Telehealth is not only an area of interest for many, but is furthermore the next logical step to providing health care to patients in some way unable to reach care facilities. It also allows patients to access specialists via videoconferencing services. This technology has seen significant progress. It has also seen significant support from many payers, including Medicare.
However, there will be some changes to reimbursement policies for telehealth, changes that may affect adoption and use of these services in certain counties and changes that conflict with previous reports of increased funding for telehealth.
As a result of 2010 census surveys, 97 counties lost rural categorizations. Under the new federal urban/rural law, beneficiaries living in those counties, along with an additional 28 who will now fall under that category, are now ineligible for telehealth benefits through Medicare.
In a press release from the American Telemedicine Association, the following statements were made regarding the change:
”When it comes to telemedicine, Congress has long overlooked the need for telemedicine services to residents of urban counties, despite the fact that they often suffer similar problems accessing healthcare.

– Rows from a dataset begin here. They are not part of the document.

/*
 * Copyright 2025 Security Union LLC
 *
 * Licensed under either of
 *
 * * Apache License, Version 2.0
 *   (http://www.apache.org/licenses/LICENSE-2.0)
 * * MIT license
 *   (http://opensource.org/licenses/MIT)
 *
 * at your option.
 *
 * Unless you explicitly state otherwise, any contribution intentionally
 * submitted for inclusion in the work by you, as defined in the Apache-2.0
 * license, shall be dual licensed as above, without any additional terms or
 * conditions.
 */

//! Explicit runtime context handed to constructors.

use std::fmt;
use std::sync::atomic::{AtomicI64, Ordering};
use std::sync::Arc;
use web_time::Instant;

/// Source of monotonic time in milliseconds.
pub trait Clock: Send + Sync {
    fn now_ms(&self) -> i64;
}

/// Wall clock backed by a monotonic [`Instant`], counting from construction.
#[derive(Debug)]
pub struct SystemClock {
    origin: Instant,
}

impl SystemClock {
    pub fn new() -> Self {
        Self {
            origin: Instant::now(),
        }
    }
}

impl Default for SystemClock {
    fn default() -> Self {
        Self::new()
    }
}

impl Clock for SystemClock {
    fn now_ms(&self) -> i64 {
        self.origin.elapsed().as_millis() as i64
    }
}

/// Manually advanced clock for tests and simulations.
#[derive(Debug, Default)]
pub struct SimulatedClock {
    now_ms: AtomicI64,
}

impl SimulatedClock {
    pub fn new(start_ms: i64) -> Self {
        Self {
            now_ms: AtomicI64::new(start_ms),
        }
    }

    pub fn advance_ms(&self, delta_ms: i64) {
        self.now_ms.fetch_add(delta_ms, Ordering::Relaxed);
    }
}

impl Clock for SimulatedClock {
    fn now_ms(&self) -> i64 {
        self.now_ms.load(Ordering::Relaxed)
    }
}

/// Services shared by the assembler and its buffers.
#[derive(Clone)]
pub struct Environment {
    clock: Arc<dyn Clock>,
}

impl Environment {
    pub fn new(clock: Arc<dyn Clock>) -> Self {
        Self { clock }
    }

    pub fn clock(&self) -> Arc<dyn Clock> {
        Arc::clone(&self.clock)
    }

    pub fn now_ms(&self) -> i64 {
        self.clock.now_ms()
    }
}

impl Default for Environment {
    fn default() -> Self {
        Self::new(Arc::new(SystemClock::new()))
    }
}

impl fmt::Debug for Environment {
    fn fmt(&self, f: &mut fmt::Formatter<'_>) -> fmt::Result {
        f.debug_struct("Environment")
            .field("now_ms", &self.clock.now_ms())
            .finish()
    }
}

#[cfg(test)]
mod tests {
    use super::*;

    #[test]
    fn test_simulated_clock_advances() {
        let clock = Arc::new(SimulatedClock::new(1000));
        let env = Environment::new(clock.clone());
        assert_eq!(env.now_ms(), 1000);
        clock.advance_ms(40);
        assert_eq!(env.now_ms(), 1040);
        assert_eq!(env.clock().now_ms(), 1040);
    }

    #[test]
    fn test_system_clock_is_monotonic() {
        let env = Environment::default();
        let first = env.now_ms();
        let second = env.now_ms();
        assert!(second >= first);
    }
}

Now, because of a statistical quirk, even more people will lose coverage of these services, reducing access and care,” said Jonathan Linkous, CEO of the American Telemedicine Association. “Medicare should cover remote health services for all beneficiaries, regardless of location. We call on Congress to ensure that existing beneficiaries will not lose coverage for these services.”
Both Federal and payer support has helped kick start many areas in healthIT, including telehealth services and combating the widespread physician shortage. While the loss of Medicare reimbursements for 97 counties is a minor setback, videoconferencing and other telemedicine services will continue to grow and improve access to care.